Look Before You Wipe

The BBC has a fresh new story on the latest member of the Loon of the Month Club:

Singer Sheryl Crow has said a ban on using too much toilet paper should be introduced to help the environment.

Crow has suggested using "only one square per restroom visit, except, of course, on those pesky occasions where two to three could be required".

Pesky occasions - - like when I eat? She must crap like a rabbit, scampering sideways while little poo pellets fly out of her butt.

"I have spent the better part of this tour trying to come up with easy ways for us all to become a part of the solution to global warming," Crow wrote.

I have spent the better part of a half hour trying to figure out what she is smoking. I can see the Chamber of Commerce signs and bill boards springing up all over America:

"This Is A One Wipe Town."

"Scott's -- Just A Single Sheet Will Do Ya"

"Please Don't Double Up The Charmin"

"I'd Like The World To Wipe It's Ass in Perfect Harmony"

We can have the Claymation raisins come back to sing "I Wiped It On A Grapevine"
"Although my ideas are in the earliest stages of development, they are, in my mind, worth investigating.

Your ideas may be in the earliest stages of development, but they are in the terminal stages of lunacy.
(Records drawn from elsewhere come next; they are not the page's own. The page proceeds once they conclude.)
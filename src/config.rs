use std::path::{Path, PathBuf};
use std::time::Duration;

use serde::{Deserialize, Serialize};

use crate::core::{Player, DEFAULT_COLS, DEFAULT_ROWS, MAX_DIM, MIN_DIM};
use crate::error::ConfigError;
use crate::player::ai::{AiConfig, MAX_DEPTH, MIN_DEPTH};

pub const CONFIG_FILE: &str = "connect4_config.json";

/// Top-level application configuration, loadable from JSON.
#[derive(Debug, Clone, Serialize, Deserialize)]
#[serde(default)]
pub struct AppConfig {
    pub board: BoardConfig,
    pub ai: AiConfig,
    pub timing: TimingConfig,
    pub network: NetworkConfig,
    pub save_dir: PathBuf,
    pub store_dir: PathBuf,
}

#[derive(Debug, Clone, Serialize, Deserialize)]
#[serde(default)]
pub struct BoardConfig {
    pub rows: usize,
    pub cols: usize,
    pub starting_player: Player,
}

/// Delays between scheduled units, in milliseconds.
#[derive(Debug, Clone, Serialize, Deserialize)]
#[serde(default)]
pub struct TimingConfig {
    /// Before a machine turn starts.
    pub robot_delay: u64,
    /// Between consecutive machine moves in machine-vs-machine games.
    pub chain_delay: u64,
    /// Between two scored search columns.
    pub step_delay: u64,
    /// After a full column was skipped.
    pub skip_delay: u64,
    /// Between analysis columns on a human turn.
    pub analysis_step: u64,
    /// Remote state polling.
    pub poll_interval: u64,
}

#[derive(Debug, Clone, Serialize, Deserialize)]
#[serde(default)]
pub struct NetworkConfig {
    pub addr: String,
}

impl Default for AppConfig {
    fn default() -> Self {
        AppConfig {
            board: BoardConfig::default(),
            ai: AiConfig::default(),
            timing: TimingConfig::default(),
            network: NetworkConfig::default(),
            save_dir: PathBuf::from("saves"),
            store_dir: PathBuf::from("store"),
        }
    }
}

impl Default for BoardConfig {
    fn default() -> Self {
        BoardConfig {
            rows: DEFAULT_ROWS,
            cols: DEFAULT_COLS,
            starting_player: Player::A,
        }
    }
}

impl Default for TimingConfig {
    fn default() -> Self {
        TimingConfig {
            robot_delay: 140,
            chain_delay: 250,
            step_delay: 26,
            skip_delay: 18,
            analysis_step: 30,
            poll_interval: 800,
        }
    }
}

impl TimingConfig {
    /// Zero delays, for headless runs.
    pub fn instant() -> Self {
        TimingConfig {
            robot_delay: 0,
            chain_delay: 0,
            step_delay: 0,
            skip_delay: 0,
            analysis_step: 0,
            poll_interval: 0,
        }
    }

    pub fn poll(&self) -> Duration {
        Duration::from_millis(self.poll_interval)
    }
}

impl Default for NetworkConfig {
    fn default() -> Self {
        NetworkConfig {
            addr: "127.0.0.1:8080".to_string(),
        }
    }
}

impl AppConfig {
    /// Load configuration from a JSON file. An out-of-range AI depth is clamped.
    pub fn load(path: &Path) -> Result<Self, ConfigError> {
        let content = std::fs::read_to_string(path).map_err(|e| ConfigError::FileRead {
            path: path.to_path_buf(),
            source: e,
        })?;
        let mut config: AppConfig = serde_json::from_str(&content)?;
        let clamped = config.ai.depth.clamp(MIN_DEPTH, MAX_DEPTH);
        if clamped != config.ai.depth {
            tracing::warn!("ai.depth {} clamped to {}", config.ai.depth, clamped);
            config.ai.depth = clamped;
        }
        config.validate()?;
        Ok(config)
    }

    /// Load configuration from a JSON file, falling back to defaults if the file
    /// does not exist.
    pub fn load_or_default(path: &Path) -> Result<Self, ConfigError> {
        if path.exists() {
            Self::load(path)
        } else {
            tracing::info!("config file '{}' not found, using defaults", path.display());
            Ok(Self::default())
        }
    }

    pub fn validate(&self) -> Result<(), ConfigError> {
        for (name, value) in [("board.rows", self.board.rows), ("board.cols", self.board.cols)] {
            if !(MIN_DIM..=MAX_DIM).contains(&value) {
                return Err(ConfigError::Validation(format!(
                    "{name} must be in [{MIN_DIM}, {MAX_DIM}], got {value}"
                )));
            }
        }
        if self.network.addr.trim().is_empty() {
            return Err(ConfigError::Validation("network.addr must not be empty".into()));
        }
        if self.timing.poll_interval == 0 {
            return Err(ConfigError::Validation(
                "timing.poll_interval must be > 0".into(),
            ));
        }
        self.ai.validate()
    }

    pub fn save(&self, path: &Path) -> Result<(), ConfigError> {
        let content = serde_json::to_string_pretty(self)?;
        std::fs::write(path, content).map_err(|e| ConfigError::FileRead {
            path: path.to_path_buf(),
            source: e,
        })
    }
}

#[cfg(test)]
mod tests {
    use super::*;
    use crate::player::ai::AiMode;

    #[test]
    fn defaults_are_valid() {
        let cfg = AppConfig::default();
        assert!(cfg.validate().is_ok());
        assert_eq!((cfg.board.rows, cfg.board.cols), (8, 9));
        assert_eq!(cfg.timing.robot_delay, 140);
        assert_eq!(cfg.network.addr, "127.0.0.1:8080");
    }

    #[test]
    fn missing_file_gives_defaults() {
        let dir = tempfile::tempdir().unwrap();
        let cfg = AppConfig::load_or_default(&dir.path().join("nope.json")).unwrap();
        assert_eq!(cfg.ai.mode, AiMode::Minimax);
    }

    #[test]
    fn partial_file_fills_defaults_and_clamps_depth() {
        let dir = tempfile::tempdir().unwrap();
        let path = dir.path().join(CONFIG_FILE);
        std::fs::write(&path, r#"{"board": {"rows": 6, "cols": 7}, "ai": {"depth": 12}}"#).unwrap();
        let cfg = AppConfig::load(&path).unwrap();
        assert_eq!((cfg.board.rows, cfg.board.cols), (6, 7));
        assert_eq!(cfg.board.starting_player, Player::A);
        assert_eq!(cfg.ai.depth, 8);
        assert_eq!(cfg.timing.step_delay, 26);
    }

    #[test]
    fn rejects_small_board() {
        let dir = tempfile::tempdir().unwrap();
        let path = dir.path().join(CONFIG_FILE);
        std::fs::write(&path, r#"{"board": {"cols": 3}}"#).unwrap();
        let err = AppConfig::load(&path).unwrap_err();
        assert!(matches!(err, ConfigError::Validation(_)), "{err}");
    }

    #[test]
    fn rejects_bad_json() {
        let dir = tempfile::tempdir().unwrap();
        let path = dir.path().join(CONFIG_FILE);
        std::fs::write(&path, "{ not json").unwrap();
        assert!(matches!(AppConfig::load(&path), Err(ConfigError::Parse(_))));
    }

    #[test]
    fn save_then_load() {
        let dir = tempfile::tempdir().unwrap();
        let path = dir.path().join(CONFIG_FILE);
        let mut cfg = AppConfig::default();
        cfg.ai.mode = AiMode::Random;
        cfg.save(&path).unwrap();
        assert_eq!(AppConfig::load(&path).unwrap().ai.mode, AiMode::Random);
    }
}
use serde::{Deserialize, Serialize};

use crate::error::ConfigError;

pub const MIN_DEPTH: u8 = 1;
pub const MAX_DEPTH: u8 = 8;
pub const DEFAULT_DEPTH: u8 = 4;

/// How the machine picks its columns.
#[derive(Debug, Clone, Copy, PartialEq, Eq, Serialize, Deserialize, Default)]
#[serde(rename_all = "lowercase")]
pub enum AiMode {
    Random,
    #[default]
    Minimax,
}

impl AiMode {
    pub fn as_str(self) -> &'static str {
        match self {
            AiMode::Random => "random",
            AiMode::Minimax => "minimax",
        }
    }

    /// Lenient parse used for saved documents: anything but "minimax" is random.
    pub fn parse_lenient(s: &str) -> AiMode {
        if s.trim().eq_ignore_ascii_case("minimax") {
            AiMode::Minimax
        } else {
            AiMode::Random
        }
    }
}

#[derive(Debug, Clone, Serialize, Deserialize)]
#[serde(default)]
pub struct AiConfig {
    pub mode: AiMode,
    pub depth: u8,
    pub weights: EvalWeights,
}

/// Evaluator constants. Opponent weights are stored as positive magnitudes.
#[derive(Debug, Clone, PartialEq, Eq, Serialize, Deserialize)]
#[serde(default)]
pub struct EvalWeights {
    pub center: i64,
    pub four: i64,
    pub own_three: i64,
    pub own_two: i64,
    pub opp_three: i64,
    pub opp_two: i64,
}

impl Default for EvalWeights {
    fn default() -> Self {
        EvalWeights {
            center: 10,
            four: 1_000_000,
            own_three: 200,
            own_two: 30,
            opp_three: 220,
            opp_two: 35,
        }
    }
}

impl EvalWeights {
    /// Checks win > own three > own two > 0 and the mirrored order for the opponent.
    pub fn validate(&self) -> Result<(), ConfigError> {
        let ordered = self.four > self.own_three
            && self.own_three > self.own_two
            && self.own_two > 0
            && self.four > self.opp_three
            && self.opp_three > self.opp_two
            && self.opp_two > 0
            && self.center >= 0;
        if ordered {
            Ok(())
        } else {
            Err(ConfigError::Validation(format!(
                "ai.weights must keep four > three > two > 0 for both sides, got {self:?}"
            )))
        }
    }
}

impl Default for AiConfig {
    fn default() -> Self {
        AiConfig {
            mode: AiMode::Minimax,
            depth: DEFAULT_DEPTH,
            weights: EvalWeights::default(),
        }
    }
}

impl AiConfig {
    pub fn validate(&self) -> Result<(), ConfigError> {
        if !(MIN_DEPTH..=MAX_DEPTH).contains(&self.depth) {
            return Err(ConfigError::Validation(format!(
                "ai.depth must be in [{MIN_DEPTH}, {MAX_DEPTH}], got {}",
                self.depth
            )));
        }
        self.weights.validate()
    }
}

/// Clamps an untrusted depth into the supported range, `DEFAULT_DEPTH` when absent.
pub fn clamp_depth(depth: Option<i64>) -> u8 {
    match depth {
        Some(d) => d.clamp(MIN_DEPTH as i64, MAX_DEPTH as i64) as u8,
        None => DEFAULT_DEPTH,
    }
}

#[cfg(test)]
mod tests {
    use super::*;

    #[test]
    fn default_config_is_valid() {
        assert!(AiConfig::default().validate().is_ok());
    }

    #[test]
    fn rejects_depth_out_of_range() {
        let cfg = AiConfig {
            depth: 9,
            ..AiConfig::default()
        };
        assert!(cfg.validate().is_err());
    }

    #[test]
    fn rejects_inverted_weights() {
        let weights = EvalWeights {
            own_two: 500,
            ..EvalWeights::default()
        };
        assert!(weights.validate().is_err());
    }

    #[test]
    fn mode_parsing() {
        assert_eq!(AiMode::parse_lenient("Minimax"), AiMode::Minimax);
        assert_eq!(AiMode::parse_lenient("whatever"), AiMode::Random);
        let m: AiMode = serde_json::from_str("\"random\"").unwrap();
        assert_eq!(m, AiMode::Random);
    }

    #[test]
    fn depth_clamping() {
        assert_eq!(clamp_depth(Some(0)), 1);
        assert_eq!(clamp_depth(Some(12)), 8);
        assert_eq!(clamp_depth(Some(5)), 5);
        assert_eq!(clamp_depth(None), 4);
    }
}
Your mind is the place where bad ideas go to wipe themselves before they die. It is a scary, lonely place that smells bad. And the tank probably leaks as well...

Crow has also commented on her website about how she thinks paper napkins "represent the height of wastefulness".

She has designed a clothing line with what she calls a "dining sleeve".

Oh good. Now she can introduce her next clothing line with an "ass sleeve." Really, don't take this broad out to dinner. She'll be wiping herself on the busboys.

No wonder Lance took off. She had strange notions on how to use his bicycle seat.